Containerships Points to Q4 Bunker Price Hike for Pressure on 2016 Operating Expenses

by Ship & Bunker News Team
Thursday March 16, 2017

Containership Plc (Containerships), in its 2016 financial results, says higher bunker prices in Q4 put direct pressure on the company's operating expenses.

"In 2016, freight rate levels continued to decrease partly due to low oil prices, but the sharp increase in bunker prices during the last quarter impacted directly on the Group's operating expenses," explains the company.

Containerships reports a net profit loss for the 2016 year of €1.4 million ($1.49 million), compared to a loss of €6.7 million ($7.13 million) in 2015.

Meanwhile, net sales during 2016 €197.9 million ($210.47 million), down from €199.6 million ($212.28 million) in 2015.

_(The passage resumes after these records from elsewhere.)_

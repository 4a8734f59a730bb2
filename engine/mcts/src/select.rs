//! Edge selection policy.
//!
//! Pure function of node state: UCB1-TUNED scores blended with RAVE,
//! gated by progressive unlock, with Dirichlet exploration noise mixed
//! in at the root only. Ties break on legal-move generation order.

use rand_chacha::ChaCha20Rng;
use rand_distr::{Distribution, Gamma};

use xq_core::{Board, Move};

use crate::config::SearchConfig;
use crate::node::NodeState;

/// Estimated complexity of a candidate move, used to gate it behind a
/// visit threshold (progressive unlock). The search only ever compares
/// `complexity * unlock_multiplier` against the node's visit total.
pub trait MoveComplexity: Send + Sync {
    fn complexity(&self, board: &Board, mv: Move) -> f32;
}

/// Constant complexity of 1 for every move, which makes the unlock
/// gate a single global visit threshold.
#[derive(Debug, Clone, Copy, Default)]
pub struct UniformComplexity;

impl MoveComplexity for UniformComplexity {
    fn complexity(&self, _board: &Board, _mv: Move) -> f32 {
        1.0
    }
}

/// Pick one legal move out of `state`, or `None` when no candidate
/// remains (terminal or fully excluded).
///
/// Root-only behavior: `excluded` moves are skipped entirely and
/// Dirichlet noise is sampled fresh per call and blended into each
/// candidate's score.
#[allow(clippy::too_many_arguments)]
pub fn select_move(
    board: &Board,
    state: &NodeState,
    node_visits: u32,
    config: &SearchConfig,
    is_root: bool,
    excluded: &[Move],
    complexity: &dyn MoveComplexity,
    rng: &mut ChaCha20Rng,
) -> Option<Move> {
    let candidates: Vec<Move> = state
        .legal_moves
        .iter()
        .copied()
        .filter(|mv| !(is_root && excluded.contains(mv)))
        .collect();
    if candidates.is_empty() {
        return None;
    }

    let visits = node_visits.max(1) as f32;
    let unlocked: Vec<bool> = candidates
        .iter()
        .map(|&mv| visits >= complexity.complexity(board, mv) * config.unlock_multiplier)
        .collect();
    // If the gate would lock every candidate, ignore it; it exists to
    // stage move introduction, not to stall the search.
    let gate_active = unlocked.iter().any(|&u| u);

    let noise = if is_root && config.noise_epsilon > 0.0 {
        Some(dirichlet_noise(
            candidates.len(),
            config.dirichlet_alpha,
            rng,
        ))
    } else {
        None
    };

    let beta = (config.rave_k / (3.0 * visits + config.rave_k)).sqrt();

    let mut best: Option<(Move, f32)> = None;
    for (i, &mv) in candidates.iter().enumerate() {
        if gate_active && !unlocked[i] {
            continue;
        }
        let edge = match state.edges.get(&mv) {
            Some(edge) => edge,
            None => continue,
        };

        let mut score = if edge.n <= 0.0 {
            // Untried edges are taken before any exploitation begins.
            f32::INFINITY
        } else {
            let exploration = config.exploration * (2.0 * visits.ln() / edge.n).sqrt();
            let variance_bound = config.variance_bound.min(edge.q_variance + exploration);
            let ucb_tuned = edge.q + exploration * variance_bound;
            if config.rave_enabled {
                let rave = if edge.rave_n > 0 { edge.rave_q } else { 0.0 };
                (1.0 - beta) * ucb_tuned + beta * rave
            } else {
                ucb_tuned
            }
        };

        if gate_active && unlocked[i] {
            score += config.unlock_bonus;
        }
        if let Some(noise) = &noise {
            if score.is_finite() {
                score = (1.0 - config.noise_epsilon) * score + config.noise_epsilon * noise[i];
            }
        }

        match best {
            Some((_, best_score)) if score <= best_score => {}
            _ => best = Some((mv, score)),
        }
    }
    best.map(|(mv, _)| mv)
}

/// Dirichlet sample via normalized Gamma variates.
pub(crate) fn dirichlet_noise(n: usize, alpha: f32, rng: &mut ChaCha20Rng) -> Vec<f32> {
    let gamma = match Gamma::new(alpha as f64, 1.0) {
        Ok(gamma) => gamma,
        Err(_) => return vec![1.0 / n.max(1) as f32; n],
    };
    let mut samples: Vec<f32> = (0..n).map(|_| gamma.sample(rng) as f32).collect();
    let sum: f32 = samples.iter().sum();
    if sum > 0.0 {
        for s in &mut samples {
            *s /= sum;
        }
    } else {
        samples.fill(1.0 / n.max(1) as f32);
    }
    samples
}

#[cfg(test)]
mod tests {
    use super::*;
    use crate::node::SearchNode;
    use rand::SeedableRng;
    use xq_core::Board;

    fn rng() -> ChaCha20Rng {
        ChaCha20Rng::seed_from_u64(3)
    }

    fn moves(specs: &[&str]) -> Vec<Move> {
        specs.iter().map(|s| s.parse().unwrap()).collect()
    }

    fn quiet_config() -> SearchConfig {
        SearchConfig::for_testing()
    }

    #[test]
    fn test_empty_candidates_return_none() {
        let node = SearchNode::new(0, Vec::new());
        let state = node.lock();
        let picked = select_move(
            &Board::start(),
            &state,
            1,
            &quiet_config(),
            false,
            &[],
            &UniformComplexity,
            &mut rng(),
        );
        assert!(picked.is_none());
    }

    #[test]
    fn test_untried_edge_is_selected_first() {
        let legal = moves(&["a0a1", "a0a2", "i0i1"]);
        let node = SearchNode::new(0, legal.clone());
        {
            let mut state = node.lock();
            state.pending = false;
            for mv in &legal[..2] {
                let edge = state.edges.get_mut(mv).unwrap();
                edge.n = 5.0;
                edge.w = 4.0;
                edge.q = 0.8;
            }
        }
        for _ in 0..10 {
            node.record_visit();
        }

        let state = node.lock();
        let picked = select_move(
            &Board::start(),
            &state,
            node.visits(),
            &quiet_config(),
            false,
            &[],
            &UniformComplexity,
            &mut rng(),
        );
        assert_eq!(picked, Some(legal[2]));
    }

    #[test]
    fn test_higher_q_wins_among_equally_visited() {
        let legal = moves(&["a0a1", "i0i1"]);
        let node = SearchNode::new(0, legal.clone());
        {
            let mut state = node.lock();
            state.pending = false;
            for (mv, q) in legal.iter().zip([0.1f32, 0.9]) {
                let edge = state.edges.get_mut(mv).unwrap();
                edge.n = 10.0;
                edge.w = q * 10.0;
                edge.q = q;
            }
        }
        for _ in 0..20 {
            node.record_visit();
        }

        let state = node.lock();
        let picked = select_move(
            &Board::start(),
            &state,
            node.visits(),
            &quiet_config(),
            false,
            &[],
            &UniformComplexity,
            &mut rng(),
        );
        assert_eq!(picked, Some(legal[1]));
    }

    #[test]
    fn test_root_exclusions_are_skipped() {
        let legal = moves(&["a0a1", "i0i1"]);
        let node = SearchNode::new(0, legal.clone());
        node.lock().pending = false;

        let state = node.lock();
        let picked = select_move(
            &Board::start(),
            &state,
            node.visits(),
            &quiet_config(),
            true,
            &legal[..1],
            &UniformComplexity,
            &mut rng(),
        );
        assert_eq!(picked, Some(legal[1]));

        // Excluding everything leaves no candidate.
        let picked = select_move(
            &Board::start(),
            &state,
            node.visits(),
            &quiet_config(),
            true,
            &legal,
            &UniformComplexity,
            &mut rng(),
        );
        assert!(picked.is_none());
    }

    #[test]
    fn test_unlock_gate_defers_complex_moves() {
        struct Spiky(Move);
        impl MoveComplexity for Spiky {
            fn complexity(&self, _board: &Board, mv: Move) -> f32 {
                if mv == self.0 {
                    100.0
                } else {
                    0.01
                }
            }
        }

        let legal = moves(&["a0a1", "i0i1"]);
        let node = SearchNode::new(0, legal.clone());
        {
            let mut state = node.lock();
            state.pending = false;
            // Make the gated move look overwhelmingly attractive.
            let edge = state.edges.get_mut(&legal[1]).unwrap();
            edge.n = 1.0;
            edge.w = 1.0;
            edge.q = 1.0;
            let edge = state.edges.get_mut(&legal[0]).unwrap();
            edge.n = 1.0;
            edge.w = -1.0;
            edge.q = -1.0;
        }
        for _ in 0..5 {
            node.record_visit();
        }

        let gated = Spiky(legal[1]);
        let state = node.lock();
        let picked = select_move(
            &Board::start(),
            &state,
            node.visits(),
            &quiet_config(),
            false,
            &[],
            &gated,
            &mut rng(),
        );
        // The attractive move stays behind the gate; the unlocked one
        // is taken despite its poor value.
        assert_eq!(picked, Some(legal[0]));

        // When every candidate is gated, the gate is ignored.
        struct AllLocked;
        impl MoveComplexity for AllLocked {
            fn complexity(&self, _board: &Board, _mv: Move) -> f32 {
                1e9
            }
        }
        let picked = select_move(
            &Board::start(),
            &state,
            node.visits(),
            &quiet_config(),
            false,
            &[],
            &AllLocked,
            &mut rng(),
        );
        assert_eq!(picked, Some(legal[1]));
    }

    #[test]
    fn test_dirichlet_noise_normalizes() {
        let noise = dirichlet_noise(6, 0.2, &mut rng());
        let sum: f32 = noise.iter().sum();
        assert!((sum - 1.0).abs() < 1e-3);
        assert!(noise.iter().all(|&x| x >= 0.0));
    }
}
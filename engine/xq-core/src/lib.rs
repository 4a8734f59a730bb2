//! Core board model and rules-engine interface for the xiangqi search engine
//!
//! This crate provides the narrow surface the search engine consumes:
//! - `Board`, `Square`, `Piece`, `Move`: the position data model
//! - `GameRules`: the trait a rules engine implements (move legality,
//!   terminal detection, repetition classification, plane encoding)
//!
//! The search engine never inspects game rules itself; everything that
//! depends on how pieces actually move goes through `GameRules`.

pub mod board;
pub mod rules;

pub use board::{Board, FenError, Move, Piece, PieceKind, Side, Square};
pub use rules::{GameRules, RepetitionClass, Terminal};

/// Number of ranks on the board (rows, 0 = Red's back rank).
pub const RANKS: usize = 10;
/// Number of files on the board (columns).
pub const FILES: usize = 9;
/// Total board cells.
pub const SQUARES: usize = RANKS * FILES;
/// Distinct piece identities (7 kinds x 2 sides).
pub const PIECE_IDENTITIES: usize = 14;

In 2017, the company says it expects profitability to improve on the previous year and net sales to grow by 5-10 percent.

As Ship & Bunker has reported, Containerships has six LNG-fuelled newbuilds on order - a fleet which the Finnish cargo company has said would make it the first shortsea container operator in Europe to run ships on LNG.

"In 2018, the Group will bring into use four LNG-powered vessels. The aim is to be the first company to offer a full transport chain based on LNG-powered solutions in its market area," said the company in its 2016 financial report.

"The use of LNG reduces the sulfur emission by 99 percent and fulfills the tightening regulations being set for NOX, particle and CO2 emissions."

In August, Containerships announced it had received a co-funding recommendation from the European Union (EU) for the company's LNG-powered container vessels.